Problem details
Copy out, exactly, the first line of the entries below and every line after it through the one containing "the response that".

Recorded information
____
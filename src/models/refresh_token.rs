use chrono::{DateTime, Utc};
use sqlx::FromRow;
use uuid::Uuid;

/// One persisted refresh credential. Only the SHA-256 digest of the
/// secret is stored; the plaintext exists once, in the response that
/// delivered it to the client.
#[derive(Debug, Clone, FromRow)]
pub struct RefreshTokenRecord {
    pub id: Uuid,
    pub user_id: Uuid,
    pub token_hash: String,
    pub created_at: DateTime<Utc>,
    pub expires_at: DateTime<Utc>,
    pub revoked_at: Option<DateTime<Utc>>,
    pub ip_address: Option<String>,
    pub device_info: Option<String>,
}

impl RefreshTokenRecord {
    pub fn is_revoked(&self) -> bool {
        self.revoked_at.is_some()
    }

    pub fn is_expired(&self) -> bool {
        self.expires_at <= Utc::now()
    }

    /// Active iff not revoked and not yet expired. Expiry is a
    /// query-time check, never an explicit transition.
    pub fn is_active(&self) -> bool {
        !self.is_revoked() && !self.is_expired()
    }
}
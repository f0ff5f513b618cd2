/// Middleware module
///
/// Authentication and request logging middleware.

mod jwt_middleware;
mod request_logging;

pub use jwt_middleware::JwtMiddleware;
pub use request_logging::RequestLogging;
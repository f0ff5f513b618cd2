use config::ConfigError;

#[derive(serde::Deserialize, Clone)]
pub struct Settings {
    pub database: DatabaseSettings,
    pub application: ApplicationSettings,
    pub auth: AuthSettings,
}

#[derive(serde::Deserialize, Clone)]
pub struct ApplicationSettings {
    pub port: u16,
}

#[derive(serde::Deserialize, Clone)]
pub struct DatabaseSettings {
    pub username: String,
    pub password: String,
    pub port: u16,
    pub host: String,
    pub database_name: String,
}

impl DatabaseSettings {
    pub fn connection_string(&self) -> String {
        format!(
            "postgres://{}:{}@{}:{}/{}",
            self.username, self.password, self.host, self.port, self.database_name
        )
    }

    pub fn connection_string_without_db(&self) -> String {
        format!(
            "postgres://{}:{}@{}:{}",
            self.username, self.password, self.host, self.port
        )
    }
}

/// Authentication settings
///
/// Handed to the session service at construction; nothing in the auth
/// core reads the environment directly.
#[derive(serde::Deserialize, Clone)]
pub struct AuthSettings {
    pub jwt_secret: String,
    #[serde(default = "default_issuer")]
    pub issuer: String,
    /// Access token lifetime in seconds.
    #[serde(default = "default_access_token_expiry")]
    pub access_token_expiry: i64,
    /// Refresh token lifetime in days.
    #[serde(default = "default_refresh_token_expiry_days")]
    pub refresh_token_expiry_days: i64,
    /// Active refresh tokens kept per user; older ones are revoked.
    #[serde(default = "default_max_active_tokens")]
    pub max_active_tokens: i64,
    #[serde(default = "default_bcrypt_cost")]
    pub bcrypt_cost: u32,
}

fn default_issuer() -> String {
    "gatehouse".to_string()
}

fn default_access_token_expiry() -> i64 {
    900 // 15 minutes
}

fn default_refresh_token_expiry_days() -> i64 {
    7
}

fn default_max_active_tokens() -> i64 {
    5
}

fn default_bcrypt_cost() -> u32 {
    12
}

pub fn get_configuration() -> Result<Settings, ConfigError> {
    let settings = config::Config::builder()
        .add_source(config::File::with_name("configuration").required(false))
        .build()?;
    settings.try_deserialize::<Settings>()
}
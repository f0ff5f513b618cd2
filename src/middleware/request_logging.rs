/// Request logging middleware
///
/// Emits one structured event per request with method, path, response
/// status, and latency.

use actix_web::{
    dev::{forward_ready, Service, ServiceRequest, ServiceResponse, Transform},
    Error,
};
use futures::future::LocalBoxFuture;
use std::rc::Rc;
use std::time::Instant;

pub struct RequestLogging;

impl<S, B> Transform<S, ServiceRequest> for RequestLogging
where
    S: Service<ServiceRequest, Response = ServiceResponse<B>, Error = Error> + 'static,
    S::Future: 'static,
    B: 'static,
{
    type Response = ServiceResponse<B>;
    type Error = Error;
    type InitError = ();
    type Transform = RequestLoggingService<S>;
    type Future = std::future::Ready<Result<Self::Transform, Self::InitError>>;

    fn new_transform(&self, service: S) -> Self::Future {
        std::future::ready(Ok(RequestLoggingService {
            service: Rc::new(service),
        }))
    }
}

pub struct RequestLoggingService<S> {
    service: Rc<S>,
}

impl<S, B> Service<ServiceRequest> for RequestLoggingService<S>
where
    S: Service<ServiceRequest, Response = ServiceResponse<B>, Error = Error> + 'static,
    S::Future: 'static,
    B: 'static,
{
    type Response = ServiceResponse<B>;
    type Error = Error;
    type Future = LocalBoxFuture<'static, Result<Self::Response, Self::Error>>;

    forward_ready!(service);

    fn call(&self, req: ServiceRequest) -> Self::Future {
        let started = Instant::now();
        let method = req.method().to_string();
        let path = req.path().to_string();

        let service = self.service.clone();

        Box::pin(async move {
            let res = service.call(req).await?;

            tracing::info!(
                method = %method,
                path = %path,
                status = res.status().as_u16(),
                latency_ms = started.elapsed().as_millis() as u64,
                "Request completed"
            );

            Ok(res)
        })
    }
}
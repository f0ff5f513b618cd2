/// Password Hashing and Verification
///
/// bcrypt with a configurable cost factor plus password strength
/// validation. bcrypt is salted and deliberately slow; its comparison
/// does not early-exit on mismatched prefixes.

use bcrypt::{hash, verify};

use crate::error::{AppError, ValidationError};

const MIN_PASSWORD_LENGTH: usize = 8;
// bcrypt ignores everything past 72 bytes
const MAX_PASSWORD_LENGTH: usize = 72;

/// Hash a password using bcrypt
///
/// # Arguments
/// * `password` - Plain text password to hash
/// * `cost` - bcrypt work factor (from configuration, 10-12 typical)
///
/// # Errors
/// Returns error if:
/// - Password fails validation (too short, weak, etc.)
/// - Bcrypt hashing fails
pub fn hash_password(password: &str, cost: u32) -> Result<String, AppError> {
    validate_password_strength(password)?;

    hash(password, cost)
        .map_err(|e| AppError::Internal(format!("Password hashing failed: {}", e)))
}

/// Verify a password against its hash
///
/// # Errors
/// Returns error if the hash is malformed
pub fn verify_password(password: &str, hash: &str) -> Result<bool, AppError> {
    verify(password, hash)
        .map_err(|e| AppError::Internal(format!("Password verification failed: {}", e)))
}

/// Validate password strength requirements
///
/// Requirements:
/// - 8 to 72 bytes
/// - At least one digit
/// - At least one lowercase letter
/// - At least one uppercase letter
fn validate_password_strength(password: &str) -> Result<(), AppError> {
    if password.len() < MIN_PASSWORD_LENGTH {
        return Err(AppError::Validation(ValidationError::TooShort(
            "password".to_string(),
            MIN_PASSWORD_LENGTH,
        )));
    }

    if password.len() > MAX_PASSWORD_LENGTH {
        return Err(AppError::Validation(ValidationError::TooLong(
            "password".to_string(),
            MAX_PASSWORD_LENGTH,
        )));
    }

    let has_digit = password.chars().any(|c| c.is_numeric());
    let has_lowercase = password.chars().any(|c| c.is_lowercase());
    let has_uppercase = password.chars().any(|c| c.is_uppercase());

    if !has_digit || !has_lowercase || !has_uppercase {
        return Err(AppError::Validation(ValidationError::InvalidFormat(
            "password must contain at least one digit, one lowercase letter, and one uppercase letter"
                .to_string(),
        )));
    }

    Ok(())
}
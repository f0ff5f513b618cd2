/// JWT Token Generation and Validation
///
/// Issues and validates the short-lived signed access tokens. These
/// carry everything authorization needs, so validation requires no
/// database round trip.

use jsonwebtoken::{decode, encode, Algorithm, DecodingKey, EncodingKey, Header, Validation};

use crate::auth::claims::Claims;
use crate::configuration::AuthSettings;
use crate::error::{AppError, AuthError};
use crate::models::User;

/// Generate a new access token for a user
///
/// # Errors
/// Returns error if signing fails
pub fn generate_access_token(user: &User, config: &AuthSettings) -> Result<String, AppError> {
    let claims = Claims::new(
        user.id,
        user.email.clone(),
        user.role,
        config.access_token_expiry,
        config.issuer.clone(),
    );

    encode(
        &Header::default(),
        &claims,
        &EncodingKey::from_secret(config.jwt_secret.as_bytes()),
    )
    .map_err(|e| AppError::Internal(format!("Token generation failed: {}", e)))
}

/// Validate and extract claims from an access token
///
/// # Errors
/// Fails on bad signature, malformed structure, wrong issuer, or
/// expiry.
pub fn validate_access_token(token: &str, config: &AuthSettings) -> Result<Claims, AppError> {
    let mut validation = Validation::new(Algorithm::HS256);
    // Verify issuer matches configuration
    validation.set_issuer(&[&config.issuer]);

    decode::<Claims>(
        token,
        &DecodingKey::from_secret(config.jwt_secret.as_bytes()),
        &validation,
    )
    .map(|data| data.claims)
    .map_err(|e| {
        tracing::warn!("JWT validation error: {}", e);
        match e.kind() {
            jsonwebtoken::errors::ErrorKind::ExpiredSignature => {
                AppError::Auth(AuthError::TokenExpired)
            }
            _ => AppError::Auth(AuthError::TokenInvalid),
        }
    })
}
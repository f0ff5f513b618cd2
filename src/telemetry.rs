use tracing_subscriber::{layer::SubscriberExt, util::SubscriberInitExt};

/// Initializes structured logging.
/// Emits JSON-formatted logs; the log level is controlled through the
/// RUST_LOG environment variable and defaults to "info".
pub fn init_telemetry() {
    let env_filter = tracing_subscriber::EnvFilter::try_from_default_env()
        .unwrap_or_else(|_| tracing_subscriber::EnvFilter::new("info"));

    let formatting_layer = tracing_subscriber::fmt::layer()
        .with_writer(std::io::stdout)
        .json();

    tracing_subscriber::registry()
        .with(env_filter)
        .with(formatting_layer)
        .init();
}
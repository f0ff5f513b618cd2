mod admin;
mod auth;
mod health_check;

pub use admin::{delete_user, get_user, list_users, update_user};
pub use auth::{current_user, login, logout, refresh, register};
pub use health_check::health_check;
____
Reply to the exercise
filename src/models/refresh_token.rs
use chrono::{DateTime, Utc};
use sqlx::FromRow;
use uuid::Uuid;

/// One persisted refresh credential. Only the SHA-256 digest of the
/// secret is stored; the plaintext exists once, in the response that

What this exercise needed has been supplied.